Bounded by protected bush and split by a creek that runs all year round, the site of this home sets the tone for nature lovers and seekers after peace alike. What awaits within is a raw appreciation of robust materials and Japanese aesthetics that will take the owners into old age with style.
The vision for this 20-hectare site began more than a decade ago, when the owners purchased 10 poorly farmed lots on Bedfordale Hill for their retirement. Not only were they seeking a tranquil sanctuary, it was also important to accommodate their ageing journey, through a combination of forward-thinking design, state-of-the-art technologies, and financial and environmental sustainability.
The architecture of this home is restrained, where the distinction between the inside and outside spaces is blurred, and views of the changing seasons and spectacular landscape can be enjoyed from multiple vantage points. Every material has been carefully considered, each turn of a corner bringing with it a surprise.
For such a detailed brief and large- scale project, a flexible and adaptable approach to design was required – something that perfectly suited the values and benchmarks set by Suzanne Hunt Architect.
With part of the site bordering Albany Highway, it was important to ensure that the busy road became unnoticeable once the house was built. “When we first visited the site, the noise from the trucks changing gears was very obvious,” says Suzanne. “For this reason, existing native bush around the boundaries was retained and enhanced, particularly to the south, as a further barrier to the highway.” It was also here, at the south of the site, where Suzanne designed pavilions that included service areas, a garage and a pool building, to further block out the noise and view.
The site is split by a creek that was originally an Indigenous watering hole, while a number of dams, springs, and a couple of houses and farm sheds were also found on the block. It was important that the house was embedded in the landscape and had a direct connection with these dams and creek beds where native wildlife met and nested. However this created the need to excavate into the hill, and the old farmland.
“The excavation process proved to be an obstacle, but also a wonderful opportunity,” says Suzanne. “As we excavated under the white clay, we found local rock in the form of boulders as big as small cars.” The boulders were crushed and eventually used to form the beautifully authentic rammed earth walls of the home, further enhancing its connection with the unique site.
“We tried to imbue the elegance of Japanese architecture, in that it appeals to the mind as much as the eye,” says Suzanne. A number of intimate single-level stone- and slate-roofed pavilions were designed, interconnected by a curvilinear rammed earth wall, koi ponds, sculpted courtyards and timber decks to create a seamless fusion of indoor and outdoor living spaces.
The uncluttered interior and minimalist furnishings resonate a calmness that allows the building’s bones to become the decoration. “We invested in carefully detailing all the internal materiality junctions to ensure that this specific feature of traditional Japanese architecture was achieved.” Traditional separation of spaces is replaced by bespoke cabinetry, sliding shoji screen walls, and detailed ceilings.
It’s undeniably evident, the passion for honest and robust materials the owners have, with stone, timber and slate forming the crux of the selection. “We used
a number of different timbers throughout the home in the way of decking, window frames and doors, ceilings, eaves lining, veneer wall panelling, and cabinetry.”
Taking pride in the high level of detailing, Suzanne’s team ensured every element of timber work was considered.

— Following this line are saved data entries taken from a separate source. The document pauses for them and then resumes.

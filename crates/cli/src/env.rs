// SPDX-License-Identifier: BUSL-1.1
// Copyright (c) 2026 Alfred Jean LLC

//! Centralized environment variable access for the CLI crate.

use std::path::PathBuf;
use std::time::Duration;

use crate::client::ClientError;

fn parse_duration_ms(var: &str) -> Option<Duration> {
    std::env::var(var).ok().and_then(|s| s.parse::<u64>().ok()).map(Duration::from_millis)
}

/// Resolve state directory: `OMS_HOME_DIR` > `XDG_STATE_HOME/oms` > `~/.local/state/oms`.
pub fn home_dir() -> Result<PathBuf, ClientError> {
    if let Ok(dir) = std::env::var("OMS_HOME_DIR") {
        return Ok(PathBuf::from(dir));
    }
    if let Ok(xdg) = std::env::var("XDG_STATE_HOME") {
        return Ok(PathBuf::from(xdg).join("oms"));
    }
    let home = std::env::var("HOME").map_err(|_| ClientError::NoStateDir)?;
    Ok(PathBuf::from(home).join(".local/state/oms"))
}

pub fn daemon_binary() -> Option<String> {
    std::env::var("OMS_DAEMON_BINARY").ok()
}

pub fn cargo_manifest_dir() -> Option<String> {
    std::env::var("CARGO_MANIFEST_DIR").ok()
}

pub fn timeout_ipc_ms() -> Option<Duration> {
    parse_duration_ms("OMS_TIMEOUT_IPC_MS")
}
pub fn timeout_connect_ms() -> Option<Duration> {
    parse_duration_ms("OMS_TIMEOUT_CONNECT_MS")
}
pub fn timeout_exit_ms() -> Option<Duration> {
    parse_duration_ms("OMS_TIMEOUT_EXIT_MS")
}
pub fn connect_poll_ms() -> Option<Duration> {
    parse_duration_ms("OMS_CONNECT_POLL_MS")
}

#[cfg(test)]
#[path = "env_tests.rs"]
mod tests;
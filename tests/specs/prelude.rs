//! Test helpers for behavioral specifications.
//!
//! Provides a high-level DSL for driving `oms`/`omsd` as black boxes.

#![allow(clippy::unwrap_used, clippy::expect_used, clippy::panic, dead_code)]

use std::path::{Path, PathBuf};
use std::process::{Command, Output};

// Aggressive timeouts for fast tests.
const OMS_TIMEOUT_CONNECT_MS: &str = "2000";
const OMS_TIMEOUT_EXIT_MS: &str = "500";
const OMS_TIMEOUT_IPC_MS: &str = "500";
const OMS_CONNECT_POLL_MS: &str = "5";

pub const SPEC_POLL_INTERVAL_MS: u64 = 10;
pub const SPEC_WAIT_MAX_MS: u64 = 5000;

/// Returns the path to a binary, checking llvm-cov target directory first.
fn binary_path(name: &str) -> PathBuf {
    let manifest_dir = Path::new(env!("CARGO_MANIFEST_DIR"));

    let llvm_cov_path = manifest_dir.join("target/llvm-cov-target/debug").join(name);
    if llvm_cov_path.exists() {
        return llvm_cov_path;
    }

    let standard = manifest_dir.join("target/debug").join(name);
    if standard.exists() {
        return standard;
    }

    if let Ok(exe) = std::env::current_exe() {
        if let Some(debug_dir) = exe.parent().and_then(|d| d.parent()) {
            let fallback = debug_dir.join(name);
            if fallback.exists() {
                return fallback;
            }
        }
    }

    standard
}

fn oms_binary() -> PathBuf {
    binary_path("oms")
}

pub fn omsd_binary() -> PathBuf {
    binary_path("omsd")
}

fn oms_cmd() -> Command {
    Command::new(oms_binary())
}

pub fn cli() -> CliBuilder {
    CliBuilder::new()
}

/// High-level CLI builder for fluent test assertions.
pub struct CliBuilder {
    args: Vec<String>,
    dir: Option<PathBuf>,
    envs: Vec<(String, String)>,
}

impl CliBuilder {
    fn new() -> Self {
        Self {
            args: Vec::new(),
            dir: None,
            envs: vec![
                ("OMS_DAEMON_BINARY".into(), omsd_binary().to_string_lossy().into()),
                ("OMS_TIMEOUT_CONNECT_MS".into(), OMS_TIMEOUT_CONNECT_MS.into()),
                ("OMS_TIMEOUT_EXIT_MS".into(), OMS_TIMEOUT_EXIT_MS.into()),
                ("OMS_TIMEOUT_IPC_MS".into(), OMS_TIMEOUT_IPC_MS.into()),
                ("OMS_CONNECT_POLL_MS".into(), OMS_CONNECT_POLL_MS.into()),
            ],
        }
    }

    pub fn args(mut self, args: &[&str]) -> Self {
        self.args.extend(args.iter().map(|s| s.to_string()));
        self
    }

    pub fn pwd(mut self, path: impl Into<PathBuf>) -> Self {
        self.dir = Some(path.into());
        self
    }

    pub fn env(mut self, key: &str, value: impl AsRef<str>) -> Self {
        self.envs.push((key.to_string(), value.as_ref().to_string()));
        self
    }

    pub fn command(self) -> Command {
        let mut cmd = oms_cmd();
        cmd.args(&self.args);

        if let Some(dir) = self.dir {
            cmd.current_dir(dir);
        }

        for (key, value) in self.envs {
            cmd.env(key, value);
        }

        cmd
    }

    pub fn passes(self) -> RunAssert {
        let mut cmd = self.command();
        let output = cmd.output().expect("command should run");
        assert!(
            output.status.success(),
            "expected command to pass, got exit code {:?}\nstdout: {}\nstderr: {}",
            output.status.code(),
            String::from_utf8_lossy(&output.stdout),
            String::from_utf8_lossy(&output.stderr)
        );
        RunAssert { output }
    }

    pub fn fails(self) -> RunAssert {
        let mut cmd = self.command();
        let output = cmd.output().expect("command should run");
        assert!(
            !output.status.success(),
            "expected command to fail, but it passed\nstdout: {}\nstderr: {}",
            String::from_utf8_lossy(&output.stdout),
            String::from_utf8_lossy(&output.stderr)
        );
        RunAssert { output }
    }
}

pub struct RunAssert {
    output: Output,
}

impl RunAssert {
    pub fn stdout(&self) -> String {
        String::from_utf8_lossy(&self.output.stdout).into_owned()
    }

    pub fn stderr(&self) -> String {
        String::from_utf8_lossy(&self.output.stderr).into_owned()
    }

    pub fn stdout_has(self, expected: &str) -> Self {
        let stdout = self.stdout();
        assert!(stdout.contains(expected), "stdout does not contain '{expected}'\nstdout: {stdout}");
        self
    }

    pub fn stdout_lacks(self, unexpected: &str) -> Self {
        let stdout = self.stdout();
        assert!(!stdout.contains(unexpected), "stdout should not contain '{unexpected}'\nstdout: {stdout}");
        self
    }

    pub fn stderr_has(self, expected: &str) -> Self {
        let stderr = self.stderr();
        assert!(stderr.contains(expected), "stderr does not contain '{expected}'\nstderr: {stderr}");
        self
    }
}

/// Poll a condition until it returns true or the timeout is reached.
pub fn wait_for<F>(timeout_ms: u64, mut condition: F) -> bool
where
    F: FnMut() -> bool,
{
    let start = std::time::Instant::now();
    let timeout = std::time::Duration::from_millis(timeout_ms);
    let poll_interval = std::time::Duration::from_millis(SPEC_POLL_INTERVAL_MS);

    while start.elapsed() < timeout {
        if condition() {
            return true;
        }
        std::thread::sleep(poll_interval);
    }
    false
}

#[cfg(unix)]
fn make_executable(path: &Path) {
    use std::os::unix::fs::PermissionsExt;
    let mut perms = std::fs::metadata(path).unwrap().permissions();
    perms.set_mode(0o755);
    std::fs::set_permissions(path, perms).unwrap();
}

/// A temporary `oms` instance: an isolated home directory plus a models
/// directory populated with fixture models. Every `oms()` command runs
/// against this instance; `Drop` stops the daemon so state never leaks
/// between tests.
pub struct Instance {
    home: tempfile::TempDir,
    models_dir: PathBuf,
}

impl Instance {
    pub fn new() -> Self {
        let home = tempfile::tempdir().unwrap();
        let models_dir = home.path().join("models");
        std::fs::create_dir_all(&models_dir).unwrap();
        Self { home, models_dir }
    }

    pub fn home_path(&self) -> &Path {
        self.home.path()
    }

    /// Registers a fixture model backed by a script that always exits 0.
    /// `script` is the shell body run in place of the real model binary;
    /// it receives no special argv handling beyond whatever the run
    /// options attach.
    pub fn add_model(&self, name: &str, digest: &str, script: &str) {
        let dic = serde_json::json!({
            "digest": digest,
            "name": name,
            "version": "1.0",
            "default_lang": "EN",
        });
        std::fs::write(self.models_dir.join(format!("{name}.db")), dic.to_string()).unwrap();

        let exe_path = self.models_dir.join(name);
        std::fs::write(&exe_path, format!("#!/bin/sh\n{script}\n")).unwrap();
        make_executable(&exe_path);
    }

    /// Writes a fake `mpiexec` that execs the first argument naming an
    /// executable file it's given — good enough to prove the MPI launch
    /// path is actually exercised without a real MPI runtime in CI.
    pub fn fake_mpiexec(&self) -> PathBuf {
        let path = self.home.path().join("fake-mpiexec");
        std::fs::write(
            &path,
            "#!/bin/sh\nfor a in \"$@\"; do\n  if [ -x \"$a\" ]; then exec \"$a\"; fi\ndone\nexit 1\n",
        )
        .unwrap();
        make_executable(&path);
        path
    }

    pub fn oms(&self) -> CliBuilder {
        cli().env("OMS_HOME_DIR", self.home.path().to_string_lossy())
    }

    fn stop_daemon_quiet(&self) {
        let mut cmd = self.oms().args(&["stop-daemon"]).command();
        cmd.stdout(std::process::Stdio::null());
        cmd.stderr(std::process::Stdio::null());
        let _ = cmd.status();
    }
}

impl Drop for Instance {
    fn drop(&mut self) {
        self.stop_daemon_quiet();
    }
}
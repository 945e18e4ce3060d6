// SPDX-License-Identifier: BUSL-1.1
// Copyright (c) 2026 Alfred Jean LLC

use super::*;
use oms_core::RunStatus;

fn sample() -> JobFileName {
    JobFileName::queued(ModelDigest::new("abc123"), SubmitStamp::new(42), RunStamp::new("run-1"))
}

#[test]
fn queue_file_name_matches_convention() {
    let name = sample();
    assert_eq!(name.file_name(), format!("abc123-{}-run-1.json", SubmitStamp::new(42).as_fixed_width()));
}

#[test]
fn active_file_name_includes_pid() {
    let name = sample().active(4321);
    assert!(name.file_name().ends_with("-4321.json"));
}

#[test]
fn history_file_name_includes_final_status() {
    let name = sample().finalized(RunStatus::Success);
    assert!(name.file_name().ends_with("-success.json"));
}

#[test]
fn fixed_width_stamps_sort_lexically_by_submission_order() {
    let a = JobFileName::queued(ModelDigest::new("d"), SubmitStamp::new(5), RunStamp::new("r1")).file_name();
    let b = JobFileName::queued(ModelDigest::new("d"), SubmitStamp::new(123456789), RunStamp::new("r2")).file_name();
    assert!(a < b);
}

#[test]
fn parse_round_trips_queue_file_name() {
    let name = sample();
    let file_name = name.file_name();
    let parsed = JobFileName::parse(&file_name, JobStateDir::Queue).unwrap();
    assert_eq!(parsed.model_digest, name.model_digest);
    assert_eq!(parsed.submit_stamp, name.submit_stamp);
    assert_eq!(parsed.run_stamp, name.run_stamp);
}

#[test]
fn parse_round_trips_active_file_name() {
    let name = sample().active(999);
    let file_name = name.file_name();
    let parsed = JobFileName::parse(&file_name, JobStateDir::Active).unwrap();
    assert_eq!(parsed.pid, Some(999));
    assert_eq!(parsed.run_stamp, name.run_stamp);
}

#[test]
fn parse_round_trips_history_file_name() {
    let name = sample().finalized(RunStatus::Kill);
    let file_name = name.file_name();
    let parsed = JobFileName::parse(&file_name, JobStateDir::History).unwrap();
    assert_eq!(parsed.final_status, Some(RunStatus::Kill));
}

#[test]
fn parse_rejects_malformed_name() {
    assert!(JobFileName::parse("not-a-valid-name", JobStateDir::Queue).is_none());
    assert!(JobFileName::parse("abc.txt", JobStateDir::Queue).is_none());
}
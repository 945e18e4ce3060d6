// SPDX-License-Identifier: BUSL-1.1
// Copyright (c) 2026 Alfred Jean LLC

//! Resource accounting, compute nodes and the MPI hostfile (spec §3).

use serde::{Deserialize, Serialize};

/// CPU/Mem budget for a job. `mem == 0` means "no limit enforced by core".
#[derive(Debug, Clone, Copy, PartialEq, Eq, Serialize, Deserialize, Default)]
pub struct Resources {
    pub cpu: u32,
    pub mem: u64,
}

/// CPU = max(Np - (IsNotOnRoot?1:0), 1) * max(Threads,1) (spec §3).
pub fn compute_cpu(np: u32, is_not_on_root: bool, threads: u32) -> u32 {
    let root_deduction = if is_not_on_root { 1 } else { 0 };
    let procs = np.saturating_sub(root_deduction).max(1);
    let threads = threads.max(1);
    procs * threads
}

/// A declared remote host.
#[derive(Debug, Clone, PartialEq, Serialize, Deserialize)]
pub struct ComputeNode {
    pub host: String,
    pub total_cpu: u32,
    pub total_mem: u64,
    pub reachable: bool,
}

/// A slice of a `ComputeNode` granted to a specific job. Owned by the job
/// until completion, then released back to the node's free pool.
#[derive(Debug, Clone, PartialEq, Serialize, Deserialize)]
pub struct ComputeUse {
    pub host: String,
    pub cpu: u32,
    pub mem: u64,
}

/// The MPI hostfile contents to pass to the launcher: one line per
/// `ComputeUse`, `host slots=<cpu>`.
#[derive(Debug, Clone, PartialEq, Default)]
pub struct HostIni {
    pub lines: Vec<String>,
}

impl HostIni {
    pub fn from_compute_uses(uses: &[ComputeUse]) -> Self {
        let lines = uses
            .iter()
            .map(|u| format!("{} slots={}", u.host, u.cpu))
            .collect();
        Self { lines }
    }

    pub fn render(&self) -> String {
        self.lines.join("\n")
    }
}

/// Best-fit-decreasing allocation of `required_cpu` across `nodes`,
/// preferring reachable nodes with the most remaining capacity first so
/// fewer, fuller nodes are used (spec §4.1 Dispatch step 1). Returns
/// `None` if the nodes cannot together supply `required_cpu`.
pub fn allocate_compute_uses(nodes: &[ComputeNode], required_cpu: u32) -> Option<Vec<ComputeUse>> {
    if required_cpu == 0 {
        return Some(Vec::new());
    }
    let mut candidates: Vec<&ComputeNode> = nodes.iter().filter(|n| n.reachable).collect();
    candidates.sort_by(|a, b| b.total_cpu.cmp(&a.total_cpu));

    let mut remaining = required_cpu;
    let mut uses = Vec::new();
    for node in candidates {
        if remaining == 0 {
            break;
        }
        let take = node.total_cpu.min(remaining);
        if take == 0 {
            continue;
        }
        uses.push(ComputeUse {
            host: node.host.clone(),
            cpu: take,
            mem: node.total_mem,
        });
        remaining -= take;
    }

    if remaining == 0 {
        Some(uses)
    } else {
        None
    }
}

#[cfg(test)]
#[path = "resource_tests.rs"]
mod tests;
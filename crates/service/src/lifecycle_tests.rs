use super::*;
use oms_config::Config;
use tempfile::TempDir;

fn test_config(tmp: &TempDir) -> Arc<Config> {
    let home = tmp.path().join("home");
    Arc::new(Config {
        home_dir: home.clone(),
        models_dir: home.join("models"),
        log_dir: home.join("log"),
        download_dir: home.join("download"),
        upload_dir: home.join("upload"),
        archive: oms_config::ArchiveConfig {
            enabled: false,
            ..oms_config::ArchiveConfig::default()
        },
        ..Config::default()
    })
}

#[tokio::test]
async fn startup_creates_directories_and_binds_socket() {
    let tmp = TempDir::new().unwrap();
    let config = test_config(&tmp);

    let handles = startup(Arc::clone(&config)).await.unwrap();

    assert!(handles.paths.socket_path.exists());
    assert!(handles.paths.models_meta_dir.is_dir());
    assert!(handles.paths.models_text_dir.is_dir());
    assert_eq!(handles.controller.queue_snapshot().len(), 0);
    assert_eq!(handles.catalog.all_models().len(), 0);

    crate::lifecycle::shutdown(&handles.paths);
    assert!(!handles.paths.socket_path.exists());
}

#[tokio::test]
async fn second_startup_against_same_home_fails_to_lock() {
    let tmp = TempDir::new().unwrap();
    let config = test_config(&tmp);

    let first = startup(Arc::clone(&config)).await.unwrap();
    let second = startup(Arc::clone(&config)).await;

    assert!(matches!(second, Err(LifecycleError::LockFailed(_))));
    drop(first);
}
// SPDX-License-Identifier: BUSL-1.1
// Copyright (c) 2026 Alfred Jean LLC

//! Startup/`RefreshModels` discovery: scan the models root for `*.sqlite`
//! (or equivalent) DB files alongside executables sharing the base name
//! (spec §4.3).

use crate::error::CatalogError;
use crate::model_db::{model_from_dic_row, ModelDb};
use oms_core::{Model, ModelDigest};
use std::path::Path;

/// Digests added/removed by a `RefreshModels` call relative to the
/// catalog's previous registration.
#[derive(Debug, Clone, Default, PartialEq)]
pub struct RefreshDiff {
    pub added: Vec<ModelDigest>,
    pub removed: Vec<ModelDigest>,
}

const DB_EXTENSIONS: [&str; 2] = ["sqlite", "db"];

/// Scans `scan_root` for `<name>.sqlite` (or `.db`) files, pairs each with
/// an executable of the same base name in the same directory, and reads
/// just `model_dic` from each (spec §4.3). Entries missing their paired
/// executable are skipped rather than treated as an error — a partially
/// installed model shouldn't fail the whole scan.
pub fn scan_models_dir(scan_root: &Path, db: &dyn ModelDb) -> Result<Vec<Model>, CatalogError> {
    let mut models = Vec::new();
    if !scan_root.exists() {
        return Ok(models);
    }

    let entries = std::fs::read_dir(scan_root).map_err(|e| CatalogError::Scan {
        path: scan_root.to_path_buf(),
        source: e,
    })?;

    for entry in entries {
        let entry = entry.map_err(|e| CatalogError::Scan {
            path: scan_root.to_path_buf(),
            source: e,
        })?;
        let path = entry.path();
        let Some(ext) = path.extension().and_then(|e| e.to_str()) else {
            continue;
        };
        if !DB_EXTENSIONS.contains(&ext) {
            continue;
        }
        let Some(stem) = path.file_stem().and_then(|s| s.to_str()) else {
            continue;
        };

        let exe_path = scan_root.join(stem);
        if !exe_path.exists() {
            tracing::debug!(model = stem, "skipping db without paired executable");
            continue;
        }

        let row = db.read_model_dic(&path)?;
        models.push(model_from_dic_row(row, exe_path, path.clone(), scan_root.to_path_buf()));
    }

    Ok(models)
}

#[cfg(test)]
#[path = "discovery_tests.rs"]
mod tests;
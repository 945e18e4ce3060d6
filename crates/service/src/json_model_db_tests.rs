use super::*;
use oms_core::ModelMeta;
use tempfile::TempDir;

fn write(dir: &Path, name: &str, contents: &str) {
    std::fs::write(dir.join(name), contents).unwrap();
}

#[test]
fn reads_model_dic_row_from_json() {
    let tmp = TempDir::new().unwrap();
    let db_path = tmp.path().join("Model1.db");
    write(
        tmp.path(),
        "Model1.db",
        r#"{"digest":"abc123","name":"Model1","version":"1.0","default_lang":"en-US"}"#,
    );
    let db = JsonModelDb::new(tmp.path().join("meta"), tmp.path().join("text"));

    let row = db.read_model_dic(&db_path).unwrap();

    assert_eq!(row.digest, ModelDigest::new("abc123"));
    assert_eq!(row.name, "Model1");
    assert_eq!(row.version, "1.0");
    assert_eq!(row.default_lang, "en-US");
}

#[test]
fn read_model_dic_rejects_malformed_json() {
    let tmp = TempDir::new().unwrap();
    let db_path = tmp.path().join("Model1.db");
    write(tmp.path(), "Model1.db", "not json");
    let db = JsonModelDb::new(tmp.path().join("meta"), tmp.path().join("text"));

    let err = db.read_model_dic(&db_path).unwrap_err();

    assert!(matches!(err, CatalogError::Db(_)));
}

#[test]
fn missing_meta_file_yields_default() {
    let tmp = TempDir::new().unwrap();
    let db = JsonModelDb::new(tmp.path().join("meta"), tmp.path().join("text"));

    let meta = db.load_meta(&ModelDigest::new("abc123")).unwrap();

    assert_eq!(meta, ModelMeta::default());
}

#[test]
fn loads_meta_when_present() {
    let tmp = TempDir::new().unwrap();
    let meta_dir = tmp.path().join("meta");
    std::fs::create_dir_all(&meta_dir).unwrap();
    write(&meta_dir, "abc123.json", r#"{"types":[],"params":[],"tables":[],"entities":[],"groups":[]}"#);
    let db = JsonModelDb::new(meta_dir, tmp.path().join("text"));

    let meta = db.load_meta(&ModelDigest::new("abc123")).unwrap();

    assert_eq!(meta, ModelMeta::default());
}
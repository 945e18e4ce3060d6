//! CLI error surfaces: unknown model, unknown subcommand, and queries
//! against a daemon that was never started.

use crate::prelude::*;

#[test]
fn submit_unknown_model_fails_with_not_found() {
    let instance = Instance::new();

    instance
        .oms()
        .args(&["submit", "NoSuchModel"])
        .fails()
        .stderr_has("not found");
}

#[test]
fn unknown_subcommand_is_rejected_by_clap() {
    let instance = Instance::new();

    instance.oms().args(&["frobnicate"]).fails();
}

#[test]
fn query_without_ever_starting_a_daemon_fails_cleanly() {
    let instance = Instance::new();

    // `queue`/`active`/`history` use for_query(), which never auto-starts
    // omsd — against a cold instance this must fail rather than hang.
    instance.oms().args(&["queue"]).fails();
}
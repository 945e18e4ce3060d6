use super::*;
use oms_catalog::test_support::FakeModelDb;
use oms_config::Config;
use oms_core::SequentialStampGen;
use oms_storage::JobStore;
use std::time::Duration;
use tempfile::TempDir;

fn make_ctx(dir: &std::path::Path, job_control: bool) -> ListenCtx {
    let models_dir = dir.join("models");
    std::fs::create_dir_all(&models_dir).unwrap();
    let exe_path = models_dir.join("RiskPaths");
    std::fs::write(&exe_path, "#!/bin/sh\nexit 0\n").unwrap();
    {
        use std::os::unix::fs::PermissionsExt;
        let mut perms = std::fs::metadata(&exe_path).unwrap().permissions();
        perms.set_mode(0o755);
        std::fs::set_permissions(&exe_path, perms).unwrap();
    }
    std::fs::write(models_dir.join("RiskPaths.db"), b"").unwrap();

    let db = FakeModelDb::with_model("digest1", "RiskPaths", "EN");
    let catalog = Catalog::new(Arc::new(db));
    catalog.refresh_models(&models_dir).unwrap();

    let config = Arc::new(Config {
        job_control,
        global_cpu: 8,
        models_dir: models_dir.clone(),
        ..Config::default()
    });
    let job_store = Arc::new(JobStore::new(dir.join("jobs")).unwrap());
    let (executor, _rx) = oms_executor::Executor::new(16, Duration::from_millis(200));
    let stamp_gen: Arc<dyn oms_core::StampGen> = Arc::new(SequentialStampGen::new(1));
    let compute_nodes = vec![oms_core::ComputeNode {
        host: "localhost".to_string(),
        total_cpu: 8,
        total_mem: 0,
        reachable: true,
    }];
    let controller = Controller::new(Arc::clone(&config), catalog.clone(), job_store, executor, stamp_gen, compute_nodes);

    ListenCtx {
        controller,
        catalog,
        config,
        models_scan_root: models_dir,
        shutdown: Arc::new(tokio::sync::Notify::new()),
    }
}

#[tokio::test]
async fn ping_returns_pong() {
    let tmp = TempDir::new().unwrap();
    let ctx = make_ctx(tmp.path(), true);

    let response = dispatch(&ctx, Request::Ping).await;

    assert_eq!(response, Response::Pong);
}

#[tokio::test]
async fn submit_with_job_control_off_runs_immediately() {
    let tmp = TempDir::new().unwrap();
    let ctx = make_ctx(tmp.path(), false);

    let response = submit(
        &ctx,
        "RiskPaths".to_string(),
        1,
        1,
        false,
        std::collections::HashMap::new(),
        oms_core::RunOptions::default(),
        0,
        None,
        None,
    )
    .await;

    match response {
        Response::Submitted { run_state, .. } => assert!(run_state.is_some()),
        other => panic!("expected Submitted, got {other:?}"),
    }
}

#[tokio::test]
async fn submit_with_job_control_on_queues_job() {
    let tmp = TempDir::new().unwrap();
    let ctx = make_ctx(tmp.path(), true);

    let response = submit(
        &ctx,
        "RiskPaths".to_string(),
        1,
        1,
        false,
        std::collections::HashMap::new(),
        oms_core::RunOptions::default(),
        0,
        None,
        None,
    )
    .await;

    match response {
        Response::Submitted { run_state, .. } => assert!(run_state.is_none()),
        other => panic!("expected Submitted, got {other:?}"),
    }

    let queue = ctx.controller.queue_snapshot();
    assert_eq!(queue.len(), 1);
}

#[tokio::test]
async fn submit_unknown_model_returns_error() {
    let tmp = TempDir::new().unwrap();
    let ctx = make_ctx(tmp.path(), true);

    let response = submit(
        &ctx,
        "DoesNotExist".to_string(),
        1,
        1,
        false,
        std::collections::HashMap::new(),
        oms_core::RunOptions::default(),
        0,
        None,
        None,
    )
    .await;

    assert!(matches!(response, Response::Error { .. }));
}

#[tokio::test]
async fn stop_unknown_job_reports_not_found() {
    let tmp = TempDir::new().unwrap();
    let ctx = make_ctx(tmp.path(), true);

    let response = dispatch(
        &ctx,
        Request::Stop {
            model: "RiskPaths".to_string(),
            submit_stamp: 999,
        },
    )
    .await;

    match response {
        Response::Stopped { found, .. } => assert!(!found),
        other => panic!("expected Stopped, got {other:?}"),
    }
}

#[tokio::test]
async fn query_all_models_lists_discovered_model() {
    let tmp = TempDir::new().unwrap();
    let ctx = make_ctx(tmp.path(), true);

    let response = dispatch(&ctx, Request::Query(Query::AllModels)).await;

    match response {
        Response::Models(models) => {
            assert_eq!(models.len(), 1);
            assert_eq!(models[0].name, "RiskPaths");
        }
        other => panic!("expected Models, got {other:?}"),
    }
}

A timber transom continues around the house under high-level windows, housing screens, shading devices and lighting. “We utilised timber in our ceilings to delineate spaces by changing the detail and heights, rather than using walls,” she says.
The home is a prime example of how thoughtfully designed and sensitively built low-energy, sustainable structures can display elegance and openness to nature without the ‘ugly’ tag. The lack of scheme water, the sewerage, and the regular power outages ensured that, out of necessity, design, materiality, adaptability and sustainability would be equal key drivers in the brief.
The orientation of the house on the east-west long axis makes the most of natural weather conditions, including solar gain, natural light and the capturing of prevailing breezes to naturally ventilate the house. High-level remote-controlled windows, sliding glass doors, and louvred and sashless windows further ensure plenty of cross-flow ventilation.
Safeguarding the owners’ financial and environmental sustainability, Bedfordale House’s symbiotic relationship with its semi-rural location is demonstrated in the connection with the landscape and integration of passive and active design solutions. It has been designed primarily with the future in mind, whereby
a current office space will seamlessly transform into accommodation for a live-in nurse. The house is on a single level, making it wheelchair-friendly, and
a therapeutic heated 20m walking lap pool is accommodated in a beautiful rammed earth building, with windows at floor height encapsulating the views. It truly is a reflection of all of life’s luxuries with which to enjoy retirement.